MAPAMUNDI; DE DANIEL TOMÁS QUINTANA

CULTURA / SOCIEDAD

Entonces el mundo, era pequeño e infinito

Por Daniel Tomás Quintana

Es cierto, / en aquellos días, / consta en mi memoria, / el mundo entero / cabía en pocas cuadras

El epicentro del planeta / era el espacio / que extendía su dominio / entre el mítico almacén / de los Moreno, / donde doña María / con sus regordetas / manos coloradas/ construía increíbles paquetes / con orejas, / hasta el preciso lugar / en que el insigne Bar el Tope, / con su enorme pecho / acribillado por el tiempo / le cortaba el paso / a la calle Belgrano, / allá al 600…/

En esa región / sucedía la vida.

Hoy, cierro los ojos y veo / aquella vereda del frente / la que recostaba su espalda / en las muertes diarias / del sol.

En la esquina: / una casa / con paredes de ladrillos / injuriados por los años, / techos de chapa petisos, / inmenso patio de tierra, / un alambrado esmirriado / y un aguaribay musculoso, / donde gastaban sus horas / el Zorro Duarte y sus hijos, / y la familia que comandaba / aquel Machito García, / criador de burros / y juntador de leña, / impenitente volador / eternamente fracasado.
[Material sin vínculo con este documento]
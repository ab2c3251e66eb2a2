#[derive(Debug, thiserror::Error)]
pub enum Error {
    #[error("Store: {0}")]
    Store(#[from] crate::store::StoreError),
    #[error("Ceremony: {0}")]
    Ceremony(#[from] crate::ceremony::CeremonyError),
    #[error("Gate: {0}")]
    Gate(#[from] crate::gate::GateError),
    #[error("Ledger: {0}")]
    Ledger(#[from] crate::ledger::LedgerError),
    #[error("Key: {0}")]
    Key(#[from] crate::keys::KeyError),
    #[error("Binder: {0}")]
    Binder(#[from] crate::binder::BinderError),
    #[error("I/O: {0}")]
    Io(#[from] std::io::Error),
    #[error("{0}")]
    Internal(String),
}

pub type Result<T, E = Error> = std::result::Result<T, E>;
Después, solitaria como su dueño, / se erguía la antigua pieza / donde, don Santiago, / el ciego, / convocaba los duendes / del asombro / y paría historias entrañables. / Al fondo, la carpa verde / de un viejo tala espinoso, / un galpón, / un gallinero, / un bosque de duraznillos / y un denso cañaveral / donde, andaba suelto el diablo.

Más allá, / la casa de los tíos, / natural prolongación / de mi patria inmediata. / Mi tío Floro, recuerdo, / me legó la ciencia y el arte / de la paciencia / y la risa.

A su lado, / buscando el norte, / la casa del Hugo Chávez, / aquel militar del barrio, / donde un ocaso perdido / de un bochornoso verano / me asombré, por vez primera / ante un árbol navideño / con estrellas de colores / que encendían y apagaban, / acompañado por un perfume / de arroz con leche y canela.

Luego, siempre en la misma vereda, / Margarita y Magdalena / las mellizas de ese mundo, / pollera azul, blusa blanca /cantaban siempre la historia / de aquella blanca paloma / que con el pico / cortaba la rama.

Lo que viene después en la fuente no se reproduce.